After numerous consultations between the attending doctors and the boy's parents, a decision is made to stop the blood transfusions and life-prolonging medications. To continue these measures would just prolong the agony of the boy's inevitable death. Only pain relief medication will be given. The boy is expected to die quickly. He is moved into a private room.

Day after day the young boy hovers between life and death. His groans grow louder, while his parents, anguished, sit beside their son's bed. I am one of the nurses working on that floor. Nursing and medical staff moves in and out, administer pain relief medication, bathe him, massage the boy's back, change his position in bed, change his sheets. At times we stay in the room, silent, unable to relieve the parents' grief. After an eternity, the boy's groans cease; he stops breathing, his skin grows cold and ashen. The boy dies at last, yet much too soon.

Since the death of that little boy, I have changed vocations. Questions about death that I was forced to face as a nurse, I still face today in my profession as a marriage and family therapist. I know by experience what it means to be a bereaved parent; our first-born son died suddenly just over four years ago, at 26 years of age. What wisdom can I bring at this stage of my life as I listen to stories of anguish from people who come to me for help—while a loved one dies slowly or when grief lingers long after a dear one has died?

In our technologically sophisticated age, when specialization and prolonging of life is highly valued, death is too easily interpreted as a medical failure.

When someone suffers from a medically incurable illness, who has the responsibility to decide the appropriate time to die? Does the dying person choose? Yes, seems the obvious and honourable response. Some situations are not so clear. What about the young boy who died of leukemia in the story just cited? Could he choose his time and way to die? Surely he would have wanted to live. Did the doctors and parents have the boy's best interests in mind as well as their own interests when they decided to withdraw life-prolonging treatment?

What about people in a prolonged coma, of any age, who keep breathing only because life support systems keep them alive; should they be kept alive indefinitely? At what point is a person dead: when one's brain stops functioning, but the person can still breathe?
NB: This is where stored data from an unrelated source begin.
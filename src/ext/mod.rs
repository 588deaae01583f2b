mod best_effort_path_ext;

pub use best_effort_path_ext::BestEffortPathExt;
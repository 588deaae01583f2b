use std::collections::HashMap;

use bincode::{Decode, Encode};
use hashlink::LinkedHashMap;

use crate::project::uri;

/// What a graft point puts at its virtual path.
#[derive(Debug, Clone, PartialEq, Eq, Hash, Encode, Decode)]
pub enum GraftTarget {
    Filesystem(String),
    /// An empty folder created by the user, with no filesystem backing.
    Created,
    /// A file or folder belonging to a previously burnt session.
    Imported,
}

impl GraftTarget {
    pub fn uri(&self) -> Option<&str> {
        match self {
            GraftTarget::Filesystem(uri) => Some(uri),
            GraftTarget::Created | GraftTarget::Imported => None,
        }
    }
}

#[derive(Debug, Clone, PartialEq, Eq, Encode, Decode)]
pub struct GraftPoint {
    pub path: String,
    pub target: GraftTarget,
}

/// Virtual path → target mapping plus its inverse for filesystem targets.
///
/// Insertion order is kept so exported graft lists are stable.
#[derive(Debug, Default, Clone)]
pub struct GraftTable {
    paths: LinkedHashMap<String, GraftTarget>,
    grafts: HashMap<String, Vec<String>>,
}

impl GraftTable {
    /// Returns false when `path` already has a graft point.
    pub fn add(&mut self, target: GraftTarget, path: &str) -> bool {
        if self.paths.contains_key(path) {
            return false;
        }
        if let Some(uri) = target.uri() {
            self.grafts
                .entry(uri.to_string())
                .or_default()
                .push(path.to_string());
        }
        self.paths.insert(path.to_string(), target);
        true
    }

    pub fn remove(&mut self, path: &str) -> Option<GraftTarget> {
        let target = self.paths.remove(path)?;
        if let Some(uri) = target.uri() {
            if let Some(list) = self.grafts.get_mut(uri) {
                list.retain(|graft| graft != path);
                if list.is_empty() {
                    self.grafts.remove(uri);
                }
            }
        }
        Some(target)
    }

    pub fn target(&self, path: &str) -> Option<&GraftTarget> {
        self.paths.get(path)
    }

    pub fn contains(&self, path: &str) -> bool {
        self.paths.contains_key(path)
    }

    pub fn grafts_of(&self, uri: &str) -> &[String] {
        self.grafts.get(uri).map(Vec::as_slice).unwrap_or(&[])
    }

    pub fn has_grafts(&self, uri: &str) -> bool {
        self.grafts.contains_key(uri)
    }

    /// Nearest graft point at or above `path`.
    pub fn resolve<'a>(&self, path: &'a str) -> Option<&'a str> {
        std::iter::once(path)
            .chain(uri::ancestors(path))
            .find(|candidate| self.paths.contains_key(*candidate))
    }

    /// Graft points strictly below `path`, deepest first.
    pub fn descendants(&self, path: &str) -> Vec<String> {
        let mut below = self
            .paths
            .keys()
            .filter(|graft| uri::is_strict_ancestor(path, graft))
            .cloned()
            .collect::<Vec<_>>();
        below.sort_by_key(|graft| std::cmp::Reverse(graft.matches('/').count()));
        below
    }

    /// Filesystem URIs with graft points located at or below `uri`.
    pub fn uris_under(&self, uri: &str) -> Vec<String> {
        self.grafts
            .keys()
            .filter(|candidate| uri::is_ancestor_or_self(uri, candidate))
            .cloned()
            .collect()
    }

    /// Moves a graft point to another virtual path, keeping its target.
    pub fn relocate(&mut self, old_path: &str, new_path: &str) -> bool {
        if self.paths.contains_key(new_path) {
            return false;
        }
        match self.remove(old_path) {
            Some(target) => self.add(target, new_path),
            None => false,
        }
    }

    /// Points every filesystem graft at or below `old_uri` to the matching URI below `new_uri`.
    pub fn relabel_uris(&mut self, old_uri: &str, new_uri: &str) {
        for (_, target) in self.paths.iter_mut() {
            if let GraftTarget::Filesystem(current) = target {
                if let Some(moved) = uri::rebase(current, old_uri, new_uri) {
                    *current = moved;
                }
            }
        }
        let moved = self
            .grafts
            .keys()
            .filter(|key| uri::is_ancestor_or_self(old_uri, key))
            .cloned()
            .collect::<Vec<_>>();
        for key in moved {
            if let (Some(list), Some(new_key)) =
                (self.grafts.remove(&key), uri::rebase(&key, old_uri, new_uri))
            {
                self.grafts.entry(new_key).or_default().extend(list);
            }
        }
    }

    pub fn iter(&self) -> impl Iterator<Item = (&str, &GraftTarget)> {
        self.paths.iter().map(|(path, target)| (path.as_str(), target))
    }

    pub fn len(&self) -> usize {
        self.paths.len()
    }

    pub fn is_empty(&self) -> bool {
        self.paths.is_empty()
    }

    pub fn clear(&mut self) {
        self.paths.clear();
        self.grafts.clear();
    }
}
What about an aging person who longs for death's release and has said so? Do any of us have the right to prolong that person's life when debilitating illness strikes?

In this brief article, I do not pretend to give easy solutions. In our technologically sophisticated age, when specialization and prolonging of life is highly valued, and death is too easily interpreted as a medical failure. I am concerned that we may lose perspective of what kinds of support are most important for all concerned, especially for the one who is dying.

Ethical and Legal Perspective

I attended the ninth international conference on Death and Dying at King's College, London, Ontario. One of the keynote speakers, Dr. Edward W. Keyserlingk, a member of the McGill Centre for Medicine, Law and Ethics, spoke about "Relating the Right to Die and the Need to Bereave: An Ethical and Legal Perspective." Keyserlingk pointed out that in our age of medical sophistication, we readily allow medical technology to take priority over human caring. We attempt heroic medicine by treating the patent with every possible means, even when no possibility of recovery exists.

Keyserlingk referred to patients who have suffered extensive brain damage, who still breathe, whose blood circulates, but who are irreversibly comatose. Support technology can keep them alive for years, but they remain in a persistent vegetative state. Prolonging this kind of existence is not in the best interests of the patient, family, or friends.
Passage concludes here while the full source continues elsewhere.